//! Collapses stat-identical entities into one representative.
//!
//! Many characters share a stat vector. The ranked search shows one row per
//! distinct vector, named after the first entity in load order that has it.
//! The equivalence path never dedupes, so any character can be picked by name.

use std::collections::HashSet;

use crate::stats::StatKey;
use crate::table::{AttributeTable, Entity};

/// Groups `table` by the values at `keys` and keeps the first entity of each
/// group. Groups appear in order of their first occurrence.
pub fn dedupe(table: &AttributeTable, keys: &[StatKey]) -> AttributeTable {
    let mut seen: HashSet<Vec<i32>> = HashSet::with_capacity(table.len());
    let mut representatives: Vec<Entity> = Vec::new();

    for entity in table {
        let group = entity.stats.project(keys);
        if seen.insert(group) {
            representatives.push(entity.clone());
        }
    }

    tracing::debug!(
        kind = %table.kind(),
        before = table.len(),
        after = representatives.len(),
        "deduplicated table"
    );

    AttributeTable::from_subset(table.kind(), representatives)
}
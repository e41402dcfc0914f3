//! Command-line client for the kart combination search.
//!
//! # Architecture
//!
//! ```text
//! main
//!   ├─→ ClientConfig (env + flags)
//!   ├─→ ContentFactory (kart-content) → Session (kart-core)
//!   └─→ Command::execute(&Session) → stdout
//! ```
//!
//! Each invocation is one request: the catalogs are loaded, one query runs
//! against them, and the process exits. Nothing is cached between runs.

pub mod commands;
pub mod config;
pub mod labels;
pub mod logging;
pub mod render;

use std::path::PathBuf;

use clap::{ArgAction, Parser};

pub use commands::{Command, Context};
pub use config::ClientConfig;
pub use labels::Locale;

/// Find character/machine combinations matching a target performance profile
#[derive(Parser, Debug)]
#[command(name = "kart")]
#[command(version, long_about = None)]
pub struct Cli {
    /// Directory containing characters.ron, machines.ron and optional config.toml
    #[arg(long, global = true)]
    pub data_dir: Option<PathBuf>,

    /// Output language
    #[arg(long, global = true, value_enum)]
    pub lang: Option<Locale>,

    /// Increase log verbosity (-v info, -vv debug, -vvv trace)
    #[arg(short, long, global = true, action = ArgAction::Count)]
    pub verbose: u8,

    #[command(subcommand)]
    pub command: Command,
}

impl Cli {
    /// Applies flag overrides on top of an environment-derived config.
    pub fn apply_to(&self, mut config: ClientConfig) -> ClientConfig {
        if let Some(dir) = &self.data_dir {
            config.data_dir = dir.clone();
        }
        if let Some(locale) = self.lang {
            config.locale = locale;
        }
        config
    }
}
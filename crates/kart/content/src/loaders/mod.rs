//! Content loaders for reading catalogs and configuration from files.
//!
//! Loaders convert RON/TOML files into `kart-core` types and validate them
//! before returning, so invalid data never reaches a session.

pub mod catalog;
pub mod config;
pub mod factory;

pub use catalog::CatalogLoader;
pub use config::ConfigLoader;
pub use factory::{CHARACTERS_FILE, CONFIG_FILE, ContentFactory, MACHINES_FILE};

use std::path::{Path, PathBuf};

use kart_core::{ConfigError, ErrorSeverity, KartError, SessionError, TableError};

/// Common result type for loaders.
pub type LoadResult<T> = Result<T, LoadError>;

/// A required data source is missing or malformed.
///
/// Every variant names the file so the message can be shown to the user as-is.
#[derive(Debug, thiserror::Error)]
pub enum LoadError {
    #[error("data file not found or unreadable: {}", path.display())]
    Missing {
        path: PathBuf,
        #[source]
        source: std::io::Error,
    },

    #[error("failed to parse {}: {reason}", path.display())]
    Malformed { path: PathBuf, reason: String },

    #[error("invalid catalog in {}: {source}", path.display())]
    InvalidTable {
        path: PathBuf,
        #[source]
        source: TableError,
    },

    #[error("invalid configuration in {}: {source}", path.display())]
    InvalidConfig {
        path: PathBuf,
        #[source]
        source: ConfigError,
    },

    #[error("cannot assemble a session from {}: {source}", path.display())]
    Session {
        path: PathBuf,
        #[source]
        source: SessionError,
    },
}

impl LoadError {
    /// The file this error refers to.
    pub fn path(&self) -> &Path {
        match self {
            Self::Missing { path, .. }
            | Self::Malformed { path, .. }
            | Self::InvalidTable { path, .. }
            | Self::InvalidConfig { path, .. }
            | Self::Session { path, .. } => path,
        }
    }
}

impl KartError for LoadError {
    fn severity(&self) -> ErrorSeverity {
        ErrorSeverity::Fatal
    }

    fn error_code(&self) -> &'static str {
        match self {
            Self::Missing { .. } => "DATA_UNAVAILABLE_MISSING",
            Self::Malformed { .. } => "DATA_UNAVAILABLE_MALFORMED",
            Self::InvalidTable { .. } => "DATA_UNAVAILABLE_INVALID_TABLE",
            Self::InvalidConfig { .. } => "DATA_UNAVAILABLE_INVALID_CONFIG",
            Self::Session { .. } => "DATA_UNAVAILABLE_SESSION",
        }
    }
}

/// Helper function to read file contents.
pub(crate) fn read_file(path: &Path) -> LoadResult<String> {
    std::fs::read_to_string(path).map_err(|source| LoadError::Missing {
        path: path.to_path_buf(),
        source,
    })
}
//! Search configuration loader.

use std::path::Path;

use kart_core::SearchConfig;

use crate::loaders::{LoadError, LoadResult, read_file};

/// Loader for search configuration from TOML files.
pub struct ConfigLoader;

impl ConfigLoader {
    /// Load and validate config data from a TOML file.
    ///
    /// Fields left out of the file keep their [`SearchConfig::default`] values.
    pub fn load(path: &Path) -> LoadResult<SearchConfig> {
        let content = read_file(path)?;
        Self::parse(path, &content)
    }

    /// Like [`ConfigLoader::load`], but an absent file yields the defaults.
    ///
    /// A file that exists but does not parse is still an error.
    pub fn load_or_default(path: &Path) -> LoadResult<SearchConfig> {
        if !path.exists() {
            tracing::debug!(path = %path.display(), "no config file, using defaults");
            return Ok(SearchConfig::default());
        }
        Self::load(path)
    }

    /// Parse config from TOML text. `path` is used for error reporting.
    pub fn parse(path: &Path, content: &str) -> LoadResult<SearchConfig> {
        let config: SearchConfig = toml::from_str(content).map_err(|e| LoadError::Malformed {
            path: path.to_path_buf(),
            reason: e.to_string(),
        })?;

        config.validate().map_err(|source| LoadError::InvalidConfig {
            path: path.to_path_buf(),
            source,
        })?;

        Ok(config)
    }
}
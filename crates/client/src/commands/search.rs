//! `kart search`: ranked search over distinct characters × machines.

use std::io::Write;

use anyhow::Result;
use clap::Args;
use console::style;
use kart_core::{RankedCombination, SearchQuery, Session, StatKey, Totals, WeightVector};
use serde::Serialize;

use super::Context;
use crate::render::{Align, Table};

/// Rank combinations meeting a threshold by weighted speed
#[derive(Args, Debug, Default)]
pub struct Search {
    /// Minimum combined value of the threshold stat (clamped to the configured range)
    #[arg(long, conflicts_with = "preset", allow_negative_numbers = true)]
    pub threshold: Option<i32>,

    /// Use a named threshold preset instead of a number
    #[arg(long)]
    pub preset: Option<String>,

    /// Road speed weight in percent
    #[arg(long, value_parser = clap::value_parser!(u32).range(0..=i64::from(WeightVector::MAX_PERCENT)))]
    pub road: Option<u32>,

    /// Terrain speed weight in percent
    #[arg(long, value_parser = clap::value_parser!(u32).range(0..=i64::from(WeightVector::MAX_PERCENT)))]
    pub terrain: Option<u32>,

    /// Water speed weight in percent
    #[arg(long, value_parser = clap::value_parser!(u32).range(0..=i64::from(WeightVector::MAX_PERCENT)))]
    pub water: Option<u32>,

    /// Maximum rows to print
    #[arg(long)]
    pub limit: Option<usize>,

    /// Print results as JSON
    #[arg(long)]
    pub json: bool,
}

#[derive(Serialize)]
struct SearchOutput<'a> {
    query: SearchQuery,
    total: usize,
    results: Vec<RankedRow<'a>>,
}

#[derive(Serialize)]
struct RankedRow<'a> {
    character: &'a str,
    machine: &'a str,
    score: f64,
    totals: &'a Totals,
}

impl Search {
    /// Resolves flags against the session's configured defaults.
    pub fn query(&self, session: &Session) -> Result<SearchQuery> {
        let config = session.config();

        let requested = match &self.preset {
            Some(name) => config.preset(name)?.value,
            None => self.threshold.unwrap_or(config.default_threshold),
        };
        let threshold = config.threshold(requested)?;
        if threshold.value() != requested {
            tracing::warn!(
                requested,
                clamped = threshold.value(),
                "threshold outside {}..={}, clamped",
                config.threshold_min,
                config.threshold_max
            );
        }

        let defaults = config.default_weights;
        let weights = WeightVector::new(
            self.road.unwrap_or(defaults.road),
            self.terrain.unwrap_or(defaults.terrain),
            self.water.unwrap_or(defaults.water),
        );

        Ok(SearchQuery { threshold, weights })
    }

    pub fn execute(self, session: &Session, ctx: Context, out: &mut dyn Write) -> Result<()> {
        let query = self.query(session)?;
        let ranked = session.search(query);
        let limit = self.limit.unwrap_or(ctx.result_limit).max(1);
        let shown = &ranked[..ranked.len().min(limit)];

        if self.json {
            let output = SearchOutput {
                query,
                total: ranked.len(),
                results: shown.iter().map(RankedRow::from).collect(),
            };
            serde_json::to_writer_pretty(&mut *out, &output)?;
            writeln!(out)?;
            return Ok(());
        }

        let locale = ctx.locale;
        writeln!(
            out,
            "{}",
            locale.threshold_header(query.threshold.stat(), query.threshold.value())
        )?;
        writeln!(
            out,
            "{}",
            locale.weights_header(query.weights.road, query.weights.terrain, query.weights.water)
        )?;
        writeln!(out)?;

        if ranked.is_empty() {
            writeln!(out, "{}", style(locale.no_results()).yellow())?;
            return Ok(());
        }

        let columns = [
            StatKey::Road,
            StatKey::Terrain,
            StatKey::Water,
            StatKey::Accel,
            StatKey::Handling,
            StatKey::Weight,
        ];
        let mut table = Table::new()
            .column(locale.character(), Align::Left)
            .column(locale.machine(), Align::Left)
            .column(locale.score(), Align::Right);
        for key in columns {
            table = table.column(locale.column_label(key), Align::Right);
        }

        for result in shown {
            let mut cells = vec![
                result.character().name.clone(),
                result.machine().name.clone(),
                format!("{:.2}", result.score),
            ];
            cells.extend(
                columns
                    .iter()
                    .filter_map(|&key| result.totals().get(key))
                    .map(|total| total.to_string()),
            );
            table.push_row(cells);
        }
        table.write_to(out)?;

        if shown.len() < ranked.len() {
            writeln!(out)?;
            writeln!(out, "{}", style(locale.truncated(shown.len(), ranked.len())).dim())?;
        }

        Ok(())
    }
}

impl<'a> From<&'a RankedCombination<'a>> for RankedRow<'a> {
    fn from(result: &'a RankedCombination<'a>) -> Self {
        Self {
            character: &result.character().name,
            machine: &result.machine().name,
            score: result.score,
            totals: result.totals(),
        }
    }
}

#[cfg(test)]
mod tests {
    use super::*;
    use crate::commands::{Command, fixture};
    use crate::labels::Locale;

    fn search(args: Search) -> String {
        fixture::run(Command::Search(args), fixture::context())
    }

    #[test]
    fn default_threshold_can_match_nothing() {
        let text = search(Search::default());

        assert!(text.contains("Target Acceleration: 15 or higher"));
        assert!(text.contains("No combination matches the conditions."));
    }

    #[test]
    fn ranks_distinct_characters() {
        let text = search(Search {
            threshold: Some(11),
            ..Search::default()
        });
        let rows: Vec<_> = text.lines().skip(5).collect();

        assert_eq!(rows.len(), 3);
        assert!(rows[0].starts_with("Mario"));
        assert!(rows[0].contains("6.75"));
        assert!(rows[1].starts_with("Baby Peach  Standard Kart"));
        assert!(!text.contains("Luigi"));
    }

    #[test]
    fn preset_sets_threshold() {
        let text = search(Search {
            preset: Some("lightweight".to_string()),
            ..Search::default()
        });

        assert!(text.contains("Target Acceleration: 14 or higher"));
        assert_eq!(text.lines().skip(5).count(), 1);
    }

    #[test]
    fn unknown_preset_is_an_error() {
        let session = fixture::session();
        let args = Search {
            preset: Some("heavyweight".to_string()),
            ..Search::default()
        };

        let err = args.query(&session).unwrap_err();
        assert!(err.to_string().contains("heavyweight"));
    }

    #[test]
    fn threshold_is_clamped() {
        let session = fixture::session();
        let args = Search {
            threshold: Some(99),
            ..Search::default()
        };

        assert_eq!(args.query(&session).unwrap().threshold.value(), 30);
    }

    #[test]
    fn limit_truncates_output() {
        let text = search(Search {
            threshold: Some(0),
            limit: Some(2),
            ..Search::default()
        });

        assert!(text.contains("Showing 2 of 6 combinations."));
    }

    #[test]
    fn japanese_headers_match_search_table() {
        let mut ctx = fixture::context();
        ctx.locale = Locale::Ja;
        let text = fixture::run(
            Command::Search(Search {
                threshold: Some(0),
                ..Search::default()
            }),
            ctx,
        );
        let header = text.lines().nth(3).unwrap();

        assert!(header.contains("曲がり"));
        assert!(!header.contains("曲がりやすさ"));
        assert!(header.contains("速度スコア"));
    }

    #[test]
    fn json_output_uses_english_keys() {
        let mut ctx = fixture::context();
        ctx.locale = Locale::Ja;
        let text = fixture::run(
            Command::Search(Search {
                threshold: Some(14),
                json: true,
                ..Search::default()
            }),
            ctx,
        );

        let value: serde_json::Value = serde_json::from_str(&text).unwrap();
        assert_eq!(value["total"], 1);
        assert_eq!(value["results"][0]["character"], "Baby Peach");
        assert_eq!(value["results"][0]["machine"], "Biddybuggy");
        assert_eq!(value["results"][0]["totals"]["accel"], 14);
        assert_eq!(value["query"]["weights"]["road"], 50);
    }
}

########################################

From the records above, return each line that includes "Align".

> **Solution to the exercise**:
use crate::render::{Align, Table};
            .column(locale.character(), Align::Left)
            .column(locale.machine(), Align::Left)
            .column(locale.score(), Align::Right);
            table = table.column(locale.column_label(key), Align::Right);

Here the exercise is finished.